Article Data

  • Views 209
  • Dowloads 105

Original Research

Open Access

Chatbots in clinical decision-making for dental trauma: from diagnosis to references

  • Derya Sarıoğlu1,*,
  • Büşra Yücetürk1
  • Zehra Güner1
  • Zübeyde Uçar Gündoğar1

1Department of Paediatric Dentistry, Faculty of Dentistry, Gaziantep University Gaziantep, 27310 Gaziantep, Türkiye

DOI: 10.22514/jocpd.2026.082 Vol.50,Issue 3,May 2026 pp.274-281

Submitted: 29 November 2025 Accepted: 20 January 2026

Published: 03 May 2026

*Corresponding Author(s): Derya Sarıoğlu E-mail: dsarioglu@gantep.edu.tr

Abstract

Background: Traumatic dental injuries are a significant public health issue, yet intelligent chatbots offering potential solutions may broaden both patients and clinicians’ horizons. This study aimed to evaluate the accuracy, temporal reliability, and reference reliability of the diagnosis and treatment responses provided by artificial intelligence (AI) chatbots to created dental trauma. Methods: 45 dental trauma scenarios based on the International Association of Dental Traumatology (IADT) guidelines were presented to four generative large language models (LLMs): ChatGPT-4o, Claude Sonnet 3.7, Gemini Advance, and DeepSeek R1. Three questions (diagnosis, treatment, and references) were asked for each scenario, and the responses were scored using a modified Global Quality Scale (mGQS) developed by the authors, allowing quantitative comparison of the results. The obtained data were analyzed using IBM SPSS Statistics version 27.0. Differences between diagnosis and treatment scores were evaluated using the Analysis of Variance (ANOVA) test, and the temporal reliability of chatbots was evaluated using the intraclass correlation coefficient (ICC). The sources provided by the LLMs were cross-checked via Google Scholar and PubMed and classified as real or fake references. Results: No significant differences were found among LLMs in diagnosis and treatment scores (p > 0.05). In the overall evaluation, DeepSeek R1 received the highest scores, while Claude Sonnet 3.7 showed the lowest average scores. When temporal reliability was assessed, ChatGPT-4o demonstrated good, clinically acceptable temporal reliability (ICC = 0.80). In contrast, Claude Sonnet showed poor reliability, while Gemini Advance and DeepSeek R1 exhibited moderate reliability. In terms of reference reliability, the highest true source rate was observed in DeepSeek R1 (84.78%), while the lowest rate was seen in Claude Sonnet 3.7 (52.57%). Conclusions: Although LLMs provided partially accurate and consistent responses for simple dental trauma cases, they are not yet suitable for clinical use, particularly in terms of treatment recommendations and source reliability.


Keywords

Artificial intelligence; Chatbot; Dental trauma; Dentistry; Large language models; Pediatric dentistry


Cite and Share

Derya Sarıoğlu,Büşra Yücetürk,Zehra Güner,Zübeyde Uçar Gündoğar. Chatbots in clinical decision-making for dental trauma: from diagnosis to references. Journal of Clinical Pediatric Dentistry. 2026. 50(3);274-281.

References

[1] Andreasen JO, Andreasen FM, Andersson L. Textbook and color atlas of traumatic injuries to the teeth. 5th edn. John Wiley & Sons: Munksgaard. 2018.
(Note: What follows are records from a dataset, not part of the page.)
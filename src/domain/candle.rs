//! Candles, timeframes, and series validation.

use chrono::{DateTime, Duration, Utc};
use rust_decimal::Decimal;
use serde::{Deserialize, Serialize};
use std::str::FromStr;
use tracing::warn;

use crate::error::{HelixError, Result};

/// Minimum closed candles per series for indicator stability
pub const MIN_SERIES_LEN: usize = 200;

/// Candle bucket duration
#[derive(Debug, Clone, Copy, PartialEq, Eq, Hash, Serialize, Deserialize)]
#[serde(rename_all = "snake_case")]
pub enum Timeframe {
    M5,
    M15,
    H1,
}

impl Timeframe {
    /// All timeframes a snapshot carries, shortest first
    pub const ALL: [Timeframe; 3] = [Timeframe::M5, Timeframe::M15, Timeframe::H1];

    pub fn duration(&self) -> Duration {
        match self {
            Timeframe::M5 => Duration::minutes(5),
            Timeframe::M15 => Duration::minutes(15),
            Timeframe::H1 => Duration::hours(1),
        }
    }

    pub fn as_str(&self) -> &'static str {
        match self {
            Timeframe::M5 => "5m",
            Timeframe::M15 => "15m",
            Timeframe::H1 => "1h",
        }
    }
}

impl std::fmt::Display for Timeframe {
    fn fmt(&self, f: &mut std::fmt::Formatter<'_>) -> std::fmt::Result {
        write!(f, "{}", self.as_str())
    }
}

impl FromStr for Timeframe {
    type Err = &'static str;

    fn from_str(raw: &str) -> std::result::Result<Self, Self::Err> {
        match raw.trim().to_ascii_lowercase().as_str() {
            "5m" => Ok(Timeframe::M5),
            "15m" => Ok(Timeframe::M15),
            "1h" => Ok(Timeframe::H1),
            _ => Err("invalid timeframe; expected 5m|15m|1h"),
        }
    }
}

/// A single candlestick
#[derive(Debug, Clone, PartialEq, Serialize, Deserialize)]
pub struct Candle {
    pub open_time: DateTime<Utc>,
    pub open: Decimal,
    pub high: Decimal,
    pub low: Decimal,
    pub close: Decimal,
    pub volume: Decimal,
    pub close_time: DateTime<Utc>,
}

impl Candle {
    /// OHLC/volume sanity for a single row
    pub fn is_well_formed(&self) -> bool {
        self.low <= self.open
            && self.low <= self.close
            && self.high >= self.open
            && self.high >= self.close
            && self.low <= self.high
            && self.volume >= Decimal::ZERO
            && self.close_time > self.open_time
    }

    /// Check if candle closed up (close >= open)
    pub fn is_up(&self) -> bool {
        self.close >= self.open
    }
}

/// Rejects malformed candles and enforces series-level invariants.
///
/// Individually malformed rows are dropped with a warning; the series as a
/// whole fails only when too few valid rows remain or ordering is broken.
pub struct KlineValidator;

impl KlineValidator {
    /// Validate a raw series, returning the cleaned candles in order.
    pub fn validate(symbol: &str, tf: Timeframe, raw: Vec<Candle>) -> Result<Vec<Candle>> {
        let total = raw.len();
        let mut cleaned: Vec<Candle> = Vec::with_capacity(total);

        for candle in raw {
            if !candle.is_well_formed() {
                warn!(
                    symbol,
                    tf = %tf,
                    open_time = %candle.open_time,
                    "dropping malformed candle"
                );
                continue;
            }
            if let Some(prev) = cleaned.last() {
                if candle.open_time <= prev.open_time {
                    return Err(HelixError::Validation(format!(
                        "{symbol} {tf}: non-increasing open_time at {}",
                        candle.open_time
                    )));
                }
            }
            cleaned.push(candle);
        }

        if cleaned.len() < MIN_SERIES_LEN {
            return Err(HelixError::InsufficientData(format!(
                "{symbol} {tf}: {} valid candles of {total} raw, need {MIN_SERIES_LEN}",
                cleaned.len()
            )));
        }

        Ok(cleaned)
    }
}
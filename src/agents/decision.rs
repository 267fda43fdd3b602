//! Weighted-vote decision core.
//!
//! Fuses the quant analysis, the predictor, the regime label and the range
//! position into a discrete action. Missing signals drop out and the
//! remaining weights renormalize to 1; the regime/position gates and the
//! adversarial netflow audit run after the vote and can only make the
//! outcome more conservative.

use std::collections::BTreeMap;
use tracing::debug;

use crate::domain::analysis::{
    AlignmentTier, PredictResult, PriceLocation, QuantAnalysis, Regime, SignalVote, TradeAction,
    VoteResult,
};

use super::position::PositionAnalysis;
use super::regime::RegimeReading;

/// Vote weights per signal; they sum to 1 when every signal is present.
#[derive(Debug, Clone, Copy)]
pub struct DecisionWeights {
    pub trend_5m: f64,
    pub trend_15m: f64,
    pub trend_1h: f64,
    pub osc_5m: f64,
    pub osc_15m: f64,
    pub osc_1h: f64,
    pub prophet: f64,
    pub sentiment: f64,
}

impl Default for DecisionWeights {
    fn default() -> Self {
        Self {
            trend_5m: 0.10,
            trend_15m: 0.15,
            trend_1h: 0.20,
            osc_5m: 0.05,
            osc_15m: 0.07,
            osc_1h: 0.08,
            prophet: 0.15,
            sentiment: 0.20,
        }
    }
}

/// Everything the decision core consumes for one cycle
pub struct VoteInput<'a> {
    pub quant: &'a QuantAnalysis,
    /// None when even the rule fallback could not run
    pub prediction: Option<&'a PredictResult>,
    pub regime: &'a RegimeReading,
    pub position: &'a PositionAnalysis,
    pub netflow_1h: Option<f64>,
}

/// Netflow magnitude that triggers the adversarial confidence decay (USD)
const NETFLOW_VETO_USD: f64 = 1_000_000.0;
/// Non-hold decisions must keep at least this much confidence after decay
const CONFIDENCE_FLOOR: f64 = 30.0;

#[derive(Debug, Clone)]
pub struct DecisionCoreAgent {
    weights: DecisionWeights,
}

impl Default for DecisionCoreAgent {
    fn default() -> Self {
        Self::new(DecisionWeights::default())
    }
}

impl DecisionCoreAgent {
    pub fn new(weights: DecisionWeights) -> Self {
        Self { weights }
    }

    pub fn decide(&self, input: &VoteInput<'_>) -> VoteResult {
        let (weighted_score, vote_details) = self.weighted_vote(input);
        let alignment = alignment_tier(&input.quant.trend.into_signs());
        let fully = alignment == AlignmentTier::Fully;

        let (mut action, mut confidence, mut reason) = map_action(weighted_score, fully);

        // Gates are always evaluated in order; the first hit supplies the
        // reason and later hits only log.
        let mut gate_hits: Vec<String> = Vec::new();
        if input.regime.regime == Regime::Choppy && input.position.location == PriceLocation::Middle
        {
            gate_hits.push(format!(
                "CHOPPY-MIDDLE: {} at {:.0}% of range",
                input.regime.reason, input.position.pct
            ));
        }
        if action == TradeAction::Long && !input.position.allow_long {
            gate_hits.push(format!(
                "position gate: price at {:.0}% of range blocks longs",
                input.position.pct
            ));
        }
        if action == TradeAction::Short && !input.position.allow_short {
            gate_hits.push(format!(
                "position gate: price at {:.0}% of range blocks shorts",
                input.position.pct
            ));
        }
        if let Some(first) = gate_hits.first() {
            for later in gate_hits.iter().skip(1) {
                debug!(gate = %later, "secondary gate also fired");
            }
            action = TradeAction::Hold;
            confidence = hold_confidence(weighted_score);
            reason = first.clone();
        }

        // Adversarial audit: institutional flow against the trade halves
        // confidence; it never flips the direction.
        if let Some(netflow) = input.netflow_1h {
            let opposed = match action {
                TradeAction::Long => netflow < -NETFLOW_VETO_USD,
                TradeAction::Short => netflow > NETFLOW_VETO_USD,
                TradeAction::Hold => false,
            };
            if opposed {
                confidence *= 0.5;
                let side = if action == TradeAction::Long { "long" } else { "short" };
                let flow = if netflow < 0.0 { "outflow" } else { "inflow" };
                reason = format!("{reason}; technical {side} vs institutional {flow}");
                (action, confidence, reason) =
                    enforce_confidence_floor(action, confidence, weighted_score, reason);
            }
        }

        VoteResult {
            action,
            confidence,
            weighted_score,
            vote_details,
            multi_period_aligned: fully,
            alignment,
            regime: input.regime.regime,
            position_pct: input.position.pct,
            reason,
        }
    }

    /// Weighted sum over present signals with deterministic renormalization:
    /// absent signals lose their weight and the rest rescale to sum to 1.
    fn weighted_vote(&self, input: &VoteInput<'_>) -> (f64, BTreeMap<String, SignalVote>) {
        let w = &self.weights;
        let quant = input.quant;
        let prophet_score = input.prediction.map(|p| (p.p_up - 0.5) * 200.0);

        // Fixed signal order keeps renormalization deterministic
        let signals: [(&str, f64, Option<f64>); 8] = [
            ("trend_5m", w.trend_5m, Some(quant.trend.m5)),
            ("trend_15m", w.trend_15m, Some(quant.trend.m15)),
            ("trend_1h", w.trend_1h, Some(quant.trend.h1)),
            ("osc_5m", w.osc_5m, Some(quant.oscillator.m5)),
            ("osc_15m", w.osc_15m, Some(quant.oscillator.m15)),
            ("osc_1h", w.osc_1h, Some(quant.oscillator.h1)),
            ("prophet", w.prophet, prophet_score),
            ("sentiment", w.sentiment, quant.sentiment),
        ];

        let total_weight: f64 = signals
            .iter()
            .filter(|(_, _, score)| score.is_some())
            .map(|(_, weight, _)| weight)
            .sum();

        let mut details = BTreeMap::new();
        if total_weight <= 0.0 {
            return (0.0, details);
        }

        let mut weighted_score = 0.0;
        for (name, weight, score) in signals {
            let Some(score) = score else { continue };
            let score = score.clamp(-100.0, 100.0);
            let effective_weight = weight / total_weight;
            weighted_score += effective_weight * score;
            details.insert(
                name.to_string(),
                SignalVote {
                    score,
                    effective_weight,
                },
            );
        }

        (weighted_score.clamp(-100.0, 100.0), details)
    }
}

trait IntoSigns {
    fn into_signs(&self) -> (i8, i8, i8);
}

impl IntoSigns for crate::domain::analysis::TimeframeScores {
    fn into_signs(&self) -> (i8, i8, i8) {
        (sign(self.h1), sign(self.m15), sign(self.m5))
    }
}

fn sign(x: f64) -> i8 {
    if x > 0.0 {
        1
    } else if x < 0.0 {
        -1
    } else {
        0
    }
}

fn alignment_tier(signs: &(i8, i8, i8)) -> AlignmentTier {
    let (s1h, s15m, s5m) = *signs;
    if s1h != 0 && s1h == s15m && s15m == s5m {
        AlignmentTier::Fully
    } else if s1h != 0 && s1h == s15m {
        AlignmentTier::Partially
    } else {
        AlignmentTier::Divergent
    }
}

/// Score/alignment to action and base confidence.
///
/// Full cross-timeframe agreement with a meaningful score carries the
/// high-conviction confidence; otherwise confidence grows linearly from 60
/// at |score| 30 and caps at 75.
fn map_action(score: f64, fully_aligned: bool) -> (TradeAction, f64, String) {
    let magnitude = score.abs();
    let direction = if score > 0.0 {
        TradeAction::Long
    } else {
        TradeAction::Short
    };

    if magnitude > 30.0 {
        let confidence = if fully_aligned {
            85.0
        } else {
            (60.0 + (magnitude - 30.0) * 0.75).min(75.0)
        };
        let reason = format!(
            "weighted score {score:.1}, {}",
            if fully_aligned {
                "all timeframes aligned"
            } else {
                "partial alignment"
            }
        );
        (direction, confidence, reason)
    } else {
        (
            TradeAction::Hold,
            hold_confidence(score),
            format!("weighted score {score:.1} inside neutral band"),
        )
    }
}

/// Confidence of a hold: strongest near zero score, fading toward the band
/// edge.
fn hold_confidence(score: f64) -> f64 {
    50.0 + (30.0 - score.abs()).max(0.0)
}

/// Directional decisions whose confidence decayed under 30 downgrade to
/// hold. Applied after the adversarial audit and again after any advisor
/// modulation; it can only move a decision toward hold.
pub fn enforce_confidence_floor(
    action: TradeAction,
    confidence: f64,
    weighted_score: f64,
    reason: String,
) -> (TradeAction, f64, String) {
    if action != TradeAction::Hold && confidence < CONFIDENCE_FLOOR {
        (
            TradeAction::Hold,
            hold_confidence(weighted_score),
            format!("{reason} (confidence below floor)"),
        )
    } else {
        (action, confidence, reason)
    }
}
[2] Petti S, Glendor U, Andersson L. World traumatic dental injury prevalence and incidence: a meta-analysis. Dental Traumatology. 2018; 34: 71–86.

[3] Lin S, Pilosof N, Karawani M, Wigler R, Kaufman AY, Teich ST. Occurrence and timing of complications following traumatic dental injuries. Journal of Clinical and Experimental Dentistry. 2016; 8: e429–e436.
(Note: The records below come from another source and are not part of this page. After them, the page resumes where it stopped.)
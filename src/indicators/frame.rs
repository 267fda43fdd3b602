//! Indicator frame construction over a closed-candle series.

use chrono::{DateTime, Utc};
use rust_decimal::prelude::ToPrimitive;
use serde::{Deserialize, Serialize};

use crate::domain::candle::{Candle, MIN_SERIES_LEN};
use crate::error::{HelixError, Result};

use super::core::{Adx, Atr, Ema, Macd, RollingWindow, Rsi};

/// Leading rows whose indicator values are blanked to NaN
pub const WARMUP_ROWS: usize = 105;

/// Bumped on any schema or formula change; persisted artifacts from older
/// versions are treated as stale and recomputed.
pub const PROCESSOR_VERSION: u32 = 3;

/// Column-oriented indicator view of one series.
///
/// Price columns are always populated; indicator columns are NaN across the
/// warmup prefix and finite afterwards.
#[derive(Debug, Clone, Serialize, Deserialize)]
pub struct IndicatorFrame {
    pub open_time: Vec<DateTime<Utc>>,
    pub close_time: Vec<DateTime<Utc>>,
    pub open: Vec<f64>,
    pub high: Vec<f64>,
    pub low: Vec<f64>,
    pub close: Vec<f64>,
    pub volume: Vec<f64>,

    pub sma_20: Vec<f64>,
    pub sma_50: Vec<f64>,
    pub ema_12: Vec<f64>,
    pub ema_20: Vec<f64>,
    pub ema_26: Vec<f64>,
    pub ema_50: Vec<f64>,
    pub macd: Vec<f64>,
    pub macd_signal: Vec<f64>,
    pub macd_hist: Vec<f64>,
    pub rsi_14: Vec<f64>,
    pub atr_14: Vec<f64>,
    pub adx_14: Vec<f64>,
    pub bb_upper: Vec<f64>,
    pub bb_middle: Vec<f64>,
    pub bb_lower: Vec<f64>,
    pub obv: Vec<f64>,
    pub volume_ratio: Vec<f64>,
    pub vwap: Vec<f64>,

    pub processor_version: u32,
}

impl IndicatorFrame {
    pub fn len(&self) -> usize {
        self.close.len()
    }

    pub fn is_empty(&self) -> bool {
        self.close.is_empty()
    }

    /// Index of the most recent closed candle
    pub fn last_index(&self) -> usize {
        self.len() - 1
    }

    pub fn last_close(&self) -> f64 {
        self.close[self.last_index()]
    }

    pub fn last_close_time(&self) -> DateTime<Utc> {
        self.close_time[self.last_index()]
    }

    /// True when the row is inside the indicator warmup prefix
    pub fn is_warmup(&self, row: usize) -> bool {
        row < WARMUP_ROWS
    }
}

/// Computes the full indicator frame for a validated series.
///
/// Pure function of its input: same candles in, same frame out.
#[derive(Debug, Clone, Default)]
pub struct IndicatorProcessor;

impl IndicatorProcessor {
    pub fn new() -> Self {
        Self
    }

    pub fn process(&self, candles: &[Candle]) -> Result<IndicatorFrame> {
        if candles.len() < MIN_SERIES_LEN {
            return Err(HelixError::InsufficientData(format!(
                "indicator frame needs {MIN_SERIES_LEN} candles, got {}",
                candles.len()
            )));
        }

        let n = candles.len();
        let mut frame = IndicatorFrame {
            open_time: Vec::with_capacity(n),
            close_time: Vec::with_capacity(n),
            open: Vec::with_capacity(n),
            high: Vec::with_capacity(n),
            low: Vec::with_capacity(n),
            close: Vec::with_capacity(n),
            volume: Vec::with_capacity(n),
            sma_20: Vec::with_capacity(n),
            sma_50: Vec::with_capacity(n),
            ema_12: Vec::with_capacity(n),
            ema_20: Vec::with_capacity(n),
            ema_26: Vec::with_capacity(n),
            ema_50: Vec::with_capacity(n),
            macd: Vec::with_capacity(n),
            macd_signal: Vec::with_capacity(n),
            macd_hist: Vec::with_capacity(n),
            rsi_14: Vec::with_capacity(n),
            atr_14: Vec::with_capacity(n),
            adx_14: Vec::with_capacity(n),
            bb_upper: Vec::with_capacity(n),
            bb_middle: Vec::with_capacity(n),
            bb_lower: Vec::with_capacity(n),
            obv: Vec::with_capacity(n),
            volume_ratio: Vec::with_capacity(n),
            vwap: Vec::with_capacity(n),
            processor_version: PROCESSOR_VERSION,
        };

        let mut sma_20 = RollingWindow::new(20);
        let mut sma_50 = RollingWindow::new(50);
        let mut ema_12 = Ema::new(12);
        let mut ema_20 = Ema::new(20);
        let mut ema_26 = Ema::new(26);
        let mut ema_50 = Ema::new(50);
        let mut macd = Macd::new(12, 26, 9);
        let mut rsi = Rsi::new(14);
        let mut atr = Atr::new(14);
        let mut adx = Adx::new(14);
        let mut bb = RollingWindow::new(20);
        let mut vol_sma = RollingWindow::new(20);

        let mut obv = 0.0_f64;
        let mut prev_close: Option<f64> = None;
        let mut cum_pv = 0.0_f64;
        let mut cum_vol = 0.0_f64;

        for candle in candles {
            let open = candle.open.to_f64().unwrap_or(f64::NAN);
            let high = candle.high.to_f64().unwrap_or(f64::NAN);
            let low = candle.low.to_f64().unwrap_or(f64::NAN);
            let close = candle.close.to_f64().unwrap_or(f64::NAN);
            let volume = candle.volume.to_f64().unwrap_or(0.0);

            frame.open_time.push(candle.open_time);
            frame.close_time.push(candle.close_time);
            frame.open.push(open);
            frame.high.push(high);
            frame.low.push(low);
            frame.close.push(close);
            frame.volume.push(volume);

            sma_20.push(close);
            sma_50.push(close);
            bb.push(close);
            vol_sma.push(volume);

            frame.sma_20.push(sma_20.mean());
            frame.sma_50.push(sma_50.mean());
            frame.ema_12.push(ema_12.update(close));
            frame.ema_20.push(ema_20.update(close));
            frame.ema_26.push(ema_26.update(close));
            frame.ema_50.push(ema_50.update(close));

            let m = macd.update(close);
            frame.macd.push(m.macd);
            frame.macd_signal.push(m.signal);
            frame.macd_hist.push(m.histogram);

            frame.rsi_14.push(rsi.update(close));
            frame.atr_14.push(atr.update(high, low, close));
            frame.adx_14.push(adx.update(high, low, close));

            let mid = bb.mean();
            let dev = bb.std_dev();
            frame.bb_middle.push(mid);
            frame.bb_upper.push(mid + 2.0 * dev);
            frame.bb_lower.push(mid - 2.0 * dev);

            if let Some(prev) = prev_close {
                if close > prev {
                    obv += volume;
                } else if close < prev {
                    obv -= volume;
                }
            }
            prev_close = Some(close);
            frame.obv.push(obv);

            let vol_mean = vol_sma.mean();
            frame
                .volume_ratio
                .push(if vol_mean > 0.0 { volume / vol_mean } else { f64::NAN });

            let typical = (high + low + close) / 3.0;
            cum_pv += typical * volume;
            cum_vol += volume;
            frame
                .vwap
                .push(if cum_vol > 0.0 { cum_pv / cum_vol } else { f64::NAN });
        }

        frame.blank_warmup();
        Ok(frame)
    }
}

impl IndicatorFrame {
    fn blank_warmup(&mut self) {
        let cut = WARMUP_ROWS.min(self.len());
        for col in [
            &mut self.sma_20,
            &mut self.sma_50,
            &mut self.ema_12,
            &mut self.ema_20,
            &mut self.ema_26,
            &mut self.ema_50,
            &mut self.macd,
            &mut self.macd_signal,
            &mut self.macd_hist,
            &mut self.rsi_14,
            &mut self.atr_14,
            &mut self.adx_14,
            &mut self.bb_upper,
            &mut self.bb_middle,
            &mut self.bb_lower,
            &mut self.obv,
            &mut self.volume_ratio,
            &mut self.vwap,
        ] {
            for v in col.iter_mut().take(cut) {
                *v = f64::NAN;
            }
        }
    }
}

#[cfg(test)]
mod tests {
    use super::*;
    use chrono::Duration;
    use rust_decimal::Decimal;
    use rust_decimal_macros::dec;

    fn series(len: usize) -> Vec<Candle> {
        (0..len as i64)
            .map(|i| {
                let open_time = DateTime::from_timestamp(i * 300, 0).unwrap();
                // Gentle sine drift keeps every indicator well-defined
                let close = dec!(100) + Decimal::from(i % 7) - Decimal::from(i % 3);
                Candle {
                    open_time,
                    open: close - dec!(1),
                    high: close + dec!(2),
                    low: close - dec!(2),
                    close,
                    volume: dec!(50) + Decimal::from(i % 5),
                    close_time: open_time + Duration::minutes(5) - Duration::milliseconds(1),
                }
            })
            .collect()
    }

    #[test]
    fn rejects_short_input() {
        let err = IndicatorProcessor::new().process(&series(120)).unwrap_err();
        assert!(matches!(err, HelixError::InsufficientData(_)));
    }

    #[test]
    fn warmup_rows_are_nan_and_rest_finite() {
        let frame = IndicatorProcessor::new().process(&series(220)).unwrap();
        assert_eq!(frame.len(), 220);
        assert_eq!(frame.processor_version, PROCESSOR_VERSION);

        for row in 0..WARMUP_ROWS {
            assert!(frame.is_warmup(row));
            assert!(frame.rsi_14[row].is_nan());
            assert!(frame.macd_hist[row].is_nan());
            assert!(frame.adx_14[row].is_nan());
        }
        for row in WARMUP_ROWS..frame.len() {
            assert!(!frame.is_warmup(row));
            assert!(frame.rsi_14[row].is_finite(), "rsi NaN at {row}");
            assert!(frame.atr_14[row].is_finite(), "atr NaN at {row}");
            assert!(frame.bb_upper[row].is_finite(), "bb NaN at {row}");
            assert!(frame.vwap[row].is_finite(), "vwap NaN at {row}");
            assert!(frame.adx_14[row].is_finite(), "adx NaN at {row}");
        }
        // Price columns stay populated everywhere
        assert!(frame.close.iter().all(|v| v.is_finite()));
    }

    #[test]
    fn deterministic_for_identical_input() {
        let candles = series(230);
        let a = IndicatorProcessor::new().process(&candles).unwrap();
        let b = IndicatorProcessor::new().process(&candles).unwrap();
        assert_eq!(a.last_close(), b.last_close());
        assert_eq!(a.rsi_14[229], b.rsi_14[229]);
        assert_eq!(a.macd[229], b.macd[229]);
    }

    #[test]
    fn bollinger_brackets_the_middle_band() {
        let frame = IndicatorProcessor::new().process(&series(220)).unwrap();
        let i = frame.last_index();
        assert!(frame.bb_lower[i] <= frame.bb_middle[i]);
        assert!(frame.bb_middle[i] <= frame.bb_upper[i]);
    }
}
[4] Lee JY, Divaris K. Hidden consequences of dental trauma: the social and psychological effects. Pediatric Dentistry. 2009; 31: 96–101.

[5] Antipovienė A, Narbutaitė J, Virtanen JI. Traumatic dental injuries, treatment, and complications in children and adolescents. European Journal of Dentistry. 2021; 15: 557–562.

[6] Guven Y, Ozdemir OT, Kavan MY. Performance of artificial intelligence chatbots in responding to patient queries related to traumatic dental injuries: a comparative study. Dental Traumatology. 2024; 41: 338–347.

[7] Jiang F, Jiang Y, Zhi H, Dong Y, Li H, Ma S, et al. Artificial intelligence in healthcare: past, present and future. Stroke and Vascular Neurology. 2017; 2: 230–243.

[8] Lee H. The rise of ChatGPT: exploring its potential in medical education. Anatomical Sciences Education. 2024; 17: 926–931.

[9] Zhang J, Zhang Z. Ethics and governance of trustworthy medical artificial intelligence. BMC Medical Informatics and Decision Making. 2023; 23: 7.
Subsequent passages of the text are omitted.